Dans la région parisienne, d'anciens temples du travail industriel comme l'usine Renault sur l'île Seguin et la Maison du Peuple se transforment en galeries d'art et résidences de luxe. Pour les citoyens ordinaires, cela signifie voir leur histoire devenir un produit exclusif qui les expulse de leur propre quartier, tandis que les prix du foncier s'envolent sans contrôle.
L'algorithme de l'exclusion : zonage et exonérations fiscales comme moteur 🏗️
Derrière ces conversions se cache un processus technique que peu remettent en question : les gouvernements locaux modifient le zonage industriel en usage mixte ou commercial, et accordent des exonérations fiscales colossales aux promoteurs.

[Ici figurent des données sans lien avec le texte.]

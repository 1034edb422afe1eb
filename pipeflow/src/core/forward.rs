//! Named routing edges between pipes and exits.

use serde::{Deserialize, Serialize};
use std::fmt;

/// Forward taken when a pipe completes normally.
pub const SUCCESS_FORWARD: &str = "success";

/// Forward taken when a pipe fails and declares an exception route.
pub const EXCEPTION_FORWARD: &str = "exception";

/// Forward taken when a validator rejects a message.
pub const FAILURE_FORWARD: &str = "failure";

/// A named edge from a pipe to another pipe or to an exit.
///
/// The `path` is resolved when the pipeline is built; an unknown path is a
/// configuration error.
#[derive(Debug, Clone, PartialEq, Eq, Hash, Serialize, Deserialize)]
pub struct PipeForward {
    name: String,
    path: String,
}

impl PipeForward {
    /// Creates a forward.
    #[must_use]
    pub fn new(name: impl Into<String>, path: impl Into<String>) -> Self {
        Self {
            name: name.into(),
            path: path.into(),
        }
    }

    /// Creates a `success` forward.
    #[must_use]
    pub fn success(path: impl Into<String>) -> Self {
        Self::new(SUCCESS_FORWARD, path)
    }

    /// Creates an `exception` forward.
    #[must_use]
    pub fn exception(path: impl Into<String>) -> Self {
        Self::new(EXCEPTION_FORWARD, path)
    }

    /// Returns the forward name.
    #[must_use]
    pub fn name(&self) -> &str {
        &self.name
    }

    /// Returns the target path, a pipe name or an exit name.
    #[must_use]
    pub fn path(&self) -> &str {
        &self.path
    }
}

impl fmt::Display for PipeForward {
    fn fmt(&self, f: &mut fmt::Formatter<'_>) -> fmt::Result {
        write!(f, "forward [{}] -> [{}]", self.name, self.path)
    }
}
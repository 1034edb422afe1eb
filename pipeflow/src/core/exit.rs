//! Pipeline exits and their terminal states.

use serde::{Deserialize, Serialize};
use std::fmt;
use std::str::FromStr;

/// Name of the exit created when a pipeline declares none.
pub const DEFAULT_EXIT_NAME: &str = "READY";

/// The terminal state of a pipeline invocation.
#[derive(Debug, Clone, Copy, PartialEq, Eq, Hash, Default, Serialize, Deserialize)]
#[serde(rename_all = "SCREAMING_SNAKE_CASE")]
pub enum ExitState {
    /// The message was processed successfully.
    #[default]
    Success,
    /// Processing failed.
    Error,
    /// The message was refused.
    Rejected,
}

impl ExitState {
    /// Returns true for [`ExitState::Success`].
    #[must_use]
    pub fn is_success(self) -> bool {
        matches!(self, Self::Success)
    }
}

impl fmt::Display for ExitState {
    fn fmt(&self, f: &mut fmt::Formatter<'_>) -> fmt::Result {
        match self {
            Self::Success => write!(f, "SUCCESS"),
            Self::Error => write!(f, "ERROR"),
            Self::Rejected => write!(f, "REJECTED"),
        }
    }
}

impl FromStr for ExitState {
    type Err = String;

    fn from_str(s: &str) -> Result<Self, Self::Err> {
        match s.to_ascii_uppercase().as_str() {
            "SUCCESS" => Ok(Self::Success),
            "ERROR" => Ok(Self::Error),
            "REJECTED" => Ok(Self::Rejected),
            other => Err(format!("unknown exit state [{other}]")),
        }
    }
}

/// A terminal node of the pipe graph.
#[derive(Debug, Clone, PartialEq, Eq, Serialize, Deserialize)]
pub struct PipeLineExit {
    name: String,
    state: ExitState,
    exit_code: i32,
    skip_wrapping: bool,
    skip_validation: bool,
    empty_result: bool,
}

impl PipeLineExit {
    /// Creates an exit with the given name and state.
    #[must_use]
    pub fn new(name: impl Into<String>, state: ExitState) -> Self {
        Self {
            name: name.into(),
            state,
            exit_code: 0,
            skip_wrapping: false,
            skip_validation: false,
            empty_result: false,
        }
    }

    /// Creates a SUCCESS exit.
    #[must_use]
    pub fn success(name: impl Into<String>) -> Self {
        Self::new(name, ExitState::Success)
    }

    /// Creates an ERROR exit.
    #[must_use]
    pub fn error(name: impl Into<String>) -> Self {
        Self::new(name, ExitState::Error)
    }

    /// Creates a REJECTED exit.
    #[must_use]
    pub fn rejected(name: impl Into<String>) -> Self {
        Self::new(name, ExitState::Rejected)
    }

    /// Sets the exit code reported to the caller.
    #[must_use]
    pub fn with_exit_code(mut self, exit_code: i32) -> Self {
        self.exit_code = exit_code;
        self
    }

    /// Skips the output wrapper when this exit is reached.
    #[must_use]
    pub fn with_skip_wrapping(mut self, skip: bool) -> Self {
        self.skip_wrapping = skip;
        self
    }

    /// Skips the output validator when this exit is reached.
    #[must_use]
    pub fn with_skip_validation(mut self, skip: bool) -> Self {
        self.skip_validation = skip;
        self
    }

    /// Discards the message when this exit is reached.
    #[must_use]
    pub fn with_empty_result(mut self, empty: bool) -> Self {
        self.empty_result = empty;
        self
    }

    /// Returns the exit name, which is also its path.
    #[must_use]
    pub fn name(&self) -> &str {
        &self.name
    }

    /// Returns the terminal state.
    #[must_use]
    pub fn state(&self) -> ExitState {
        self.state
    }

    /// Returns the exit code.
    #[must_use]
    pub fn exit_code(&self) -> i32 {
        self.exit_code
    }

    /// Returns true if the output wrapper is skipped.
    #[must_use]
    pub fn skip_wrapping(&self) -> bool {
        self.skip_wrapping
    }

    /// Returns true if the output validator is skipped.
    #[must_use]
    pub fn skip_validation(&self) -> bool {
        self.skip_validation
    }

    /// Returns true if the result is discarded.
    #[must_use]
    pub fn empty_result(&self) -> bool {
        self.empty_result
    }
}

#[cfg(test)]
mod tests {
    use super::*;

    #[test]
    fn test_exit_state_display() {
        assert_eq!(ExitState::Success.to_string(), "SUCCESS");
        assert_eq!(ExitState::Error.to_string(), "ERROR");
        assert_eq!(ExitState::Rejected.to_string(), "REJECTED");
    }

    #[test]
    fn test_exit_state_parse() {
        assert_eq!("success".parse::<ExitState>(), Ok(ExitState::Success));
        assert_eq!("REJECTED".parse::<ExitState>(), Ok(ExitState::Rejected));
        assert!("done".parse::<ExitState>().is_err());
    }

    #[test]
    fn test_exit_state_serialize() {
        let json = serde_json::to_string(&ExitState::Error).unwrap();
        assert_eq!(json, r#""ERROR""#);
    }

    #[test]
    fn test_exit_builder() {
        let exit = PipeLineExit::error("Oops")
            .with_exit_code(500)
            .with_skip_wrapping(true)
            .with_empty_result(true);

        assert_eq!(exit.name(), "Oops");
        assert_eq!(exit.state(), ExitState::Error);
        assert_eq!(exit.exit_code(), 500);
        assert!(exit.skip_wrapping());
        assert!(!exit.skip_validation());
        assert!(exit.empty_result());
    }
}
use async_trait::async_trait;
use std::sync::Arc;
use tracing::{debug, info, Level};

use crate::core::{Message, PipeLineSession, PipeRunResult};
use crate::errors::PipeRunError;
use crate::pipeline::PipeLine;
use crate::pipes::PipeSpec;
use crate::processors::{PipeOperation, PipeProcessor};
use crate::services::EngineServices;
use crate::utils::hide_opt;

/// Logs every pipe call, and optionally the message passed to it.
pub struct LoggingPipeProcessor {
    next: Box<dyn PipeProcessor>,
    services: Arc<EngineServices>,
}

impl LoggingPipeProcessor {
    /// Wraps `next`.
    #[must_use]
    pub fn new(next: Box<dyn PipeProcessor>, services: Arc<EngineServices>) -> Self {
        Self { next, services }
    }

    /// Chain layer constructor.
    #[must_use]
    pub fn layer(next: Box<dyn PipeProcessor>, services: &Arc<EngineServices>) -> Box<dyn PipeProcessor> {
        Box::new(Self::new(next, Arc::clone(services)))
    }
}

#[async_trait]
impl PipeProcessor for LoggingPipeProcessor {
    async fn process_pipe(
        &self,
        pipeline: &PipeLine,
        pipe: &PipeSpec,
        message: Message,
        session: &mut PipeLineSession,
        operation: PipeOperation,
    ) -> Result<PipeRunResult, PipeRunError> {
        let message_id = session.message_id().unwrap_or_default();
        let log_message = pipe
            .settings()
            .log_intermediary_results
            .unwrap_or(self.services.config.log_intermediary_results);

        if tracing::enabled!(Level::DEBUG) {
            debug!(pipeline = %pipeline.name(), mid = %message_id, pipe = %pipe.name(), ?operation, "calling pipe");
        } else {
            info!(pipeline = %pipeline.name(), mid = %message_id, pipe = %pipe.name(), "pipeline process is about to call pipe");
        }
        if log_message {
            let text = hide_opt(&message.to_string(), pipe.hide_pattern());
            info!(pipeline = %pipeline.name(), pipe = %pipe.name(), message = %text, "message passed to pipe");
        }

        self.next.process_pipe(pipeline, pipe, message, session, operation).await
    }
}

Ces changements de planification urbaine privilégient la rentabilité au détriment de la cohésion sociale, permettant que les avantages fiscaux qui pourraient financer des logements abordables ou des centres communautaires soient destinés à des projets de luxe. Le résultat est un déplacement silencieux mais systématique.
Art au parfum Chanel : le lifting de la gentrification 🎭
Le plus drôle dans l'histoire, c'est de voir comment une vieille usine de moteurs devient l'endroit branché pour boire un café à 12 euros. Maintenant, les touristes prennent des selfies là où il y avait des soudeurs, tandis que le gouvernement applaudit l'opération comme un succès culturel. Bien sûr, car rien ne dit cohésion sociale comme transformer la mémoire de la classe ouvrière en un souvenir pour instagrameurs au portefeuille bien garni.